Dash cameras and why every tradesperson should have one

dash-camera

Dash cameras are becoming increasingly popular with tradespeople. Dan Powell, editor of Honest John Vans, explains why.

If you’ve ever visited YouTube then you’ve probably seen dash cam footage. These little cameras are becoming increasingly popular with tradespeople and can be invaluable when it comes to proving who was at fault in a road traffic accident.

dash-camera-in-vehicle

The principle of a dash camera is simple – it records short clips on a constant loop and, if you have an accident, you can save the video footage and send it to your insurer. This can then be submitted as evidence to prove who’s at fault and also be used in a court of law to prosecute dangerous drivers or ‘cash for crash’ fraudsters.

Dash cams are particularly useful for tradespeople who spend long periods in their van because – by law of averages – they have an increased chance of running into trouble simply because they’re on the road for longer periods than most other non-professional drivers.

Why dash cams are useful for tradespeople

If you’re in an accident, not only will a dash camera help prove who was at fault, but it will also reduce the amount of time it takes to settle the insurance claim, which means you can get your van back on the road and back to work in significantly less time.
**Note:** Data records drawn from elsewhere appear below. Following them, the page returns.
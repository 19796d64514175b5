//! Per-frame camera path driver.
//!
//! Wheel input moves `scroll_target`; every tick `scroll` relaxes towards it
//! and the camera pose is blended from the two keyframes bracketing the new
//! progress. Each keyframe pair owns an equal share of progress.

use glam::Vec2;

use crate::constants::{SCROLL_SENSITIVITY, WORLD_UP};
use crate::curve::PathCurves;
use crate::easing::{interpolate_keyframes, EasingType};
use crate::keyframe::{CameraKeyframe, KeyframeStore};
use crate::state::{Camera, CameraPose};

/// Keyframe pair and local parameter for a progress value.
#[derive(Clone, Copy, Debug, PartialEq)]
pub struct Segment {
    pub current: usize,
    pub next: usize,
    /// Position inside the segment, in \[0, 1).
    pub t: f32,
}

/// Pick the segment for `progress` over `len` keyframes.
///
/// Returns `None` when there are fewer than two keyframes. Progress is
/// clamped to \[0, 1\]; progress 1 lands on the last keyframe with `t = 0`.
pub fn select_segment(progress: f32, len: usize) -> Option<Segment> {
    if len < 2 {
        return None;
    }
    let segments = len - 1;
    let index = progress.clamp(0.0, 1.0) * segments as f32;
    let current = (index.floor() as usize).min(segments);
    let next = (current + 1).min(segments);
    Some(Segment {
        current,
        next,
        t: index - current as f32,
    })
}

/// Camera pose for `progress`.
///
/// With two or more keyframes the bracketing pair is blended with `easing`;
/// otherwise the pose is read straight off the curves and carries no fov.
pub fn pose_at(
    keyframes: &[CameraKeyframe],
    curves: &PathCurves,
    easing: EasingType,
    progress: f32,
) -> CameraPose {
    match select_segment(progress, keyframes.len()) {
        Some(seg) => {
            let blended =
                interpolate_keyframes(&keyframes[seg.current], &keyframes[seg.next], seg.t, easing);
            CameraPose {
                position: blended.position,
                target: blended.target,
                up: WORLD_UP,
                fov: Some(blended.fov),
            }
        }
        None => curve_pose(curves, progress),
    }
}

fn curve_pose(curves: &PathCurves, progress: f32) -> CameraPose {
    CameraPose {
        position: curves.position.point_at(progress),
        target: curves.target.point_at(progress),
        up: WORLD_UP,
        fov: None,
    }
}

/// One step of exponential smoothing from `current` towards `target`.
#[inline]
pub fn relax(current: f32, target: f32, speed: f32) -> f32 {
    current + (target - current) * speed
}

#[derive(Clone, Debug, Default)]
pub struct PathController {
    scroll: f32,
    scroll_target: f32,
    /// Pointer position in \[-1, 1\]², tracked for parallax but not used by
    /// the pose.
    mouse: Vec2,
    mounted: bool,
}

impl PathController {
    pub fn new(scroll: f32) -> Self {
        let scroll = scroll.clamp(0.0, 1.0);
        Self {
            scroll,
            scroll_target: scroll,
            mouse: Vec2::ZERO,
            mounted: false,
        }
    }

    pub fn scroll(&self) -> f32 {
        self.scroll
    }

    pub fn scroll_target(&self) -> f32 {
        self.scroll_target
    }

    pub fn mouse(&self) -> Vec2 {
        self.mouse
    }

    pub fn is_mounted(&self) -> bool {
        self.mounted
    }

    /// Accumulate a wheel delta into the target progress. Ignored in debug
    /// mode; returns whether the target moved.
    pub fn on_wheel(&mut self, delta_y: f32, debug: bool) -> bool {
        if debug {
            return false;
        }
        let before = self.scroll_target;
        self.scroll_target = (self.scroll_target + delta_y * SCROLL_SENSITIVITY).clamp(0.0, 1.0);
        self.scroll_target != before
    }

    pub fn on_pointer_move(&mut self, ndc: Vec2, debug: bool) {
        if !debug {
            self.mouse = ndc;
        }
    }

    /// Drop any pending scroll so a mode switch resumes from where the camera is.
    pub fn sync_target(&mut self) {
        self.scroll_target = self.scroll;
    }

    /// Snap the camera onto the curves at the current progress.
    pub fn mount(&mut self, store: &KeyframeStore, camera: &mut Camera) -> CameraPose {
        let pose = curve_pose(store.curves(), self.scroll);
        pose.apply_to(camera);
        self.mounted = true;
        log::info!(
            "[path] mounted at scroll={:.4} pos=({:.2},{:.2},{:.2})",
            self.scroll,
            pose.position.x,
            pose.position.y,
            pose.position.z
        );
        pose
    }

    /// Advance one frame. Does nothing and returns `None` in debug mode.
    ///
    /// The first frame outside debug mode mounts instead of blending.
    pub fn tick(
        &mut self,
        store: &KeyframeStore,
        debug: bool,
        camera: &mut Camera,
    ) -> Option<CameraPose> {
        if debug {
            return None;
        }
        if !self.mounted {
            return Some(self.mount(store, camera));
        }
        self.scroll = relax(self.scroll, self.scroll_target, store.interpolation_speed());
        let pose = pose_at(
            store.keyframes(),
            store.curves(),
            store.easing_type(),
            self.scroll,
        );
        pose.apply_to(camera);
        Some(pose)
    }
}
It’s worth remembering, of course, that dash cameras work both ways – so if you do something stupid or make a mistake on the road then it will prove your guilt just as much as it will demonstrate your innocence.

Features to look for

These days there are dozens of dash cameras available to suit all budgets, with HD cameras that provide 4k ultra high definition to apps for your mobile phone that perform the same basic function but cost nothing to download. Regardless of your budget, you should always ensure that the app or camera will automatically save film clips and make a note of the location, time and date of the incident.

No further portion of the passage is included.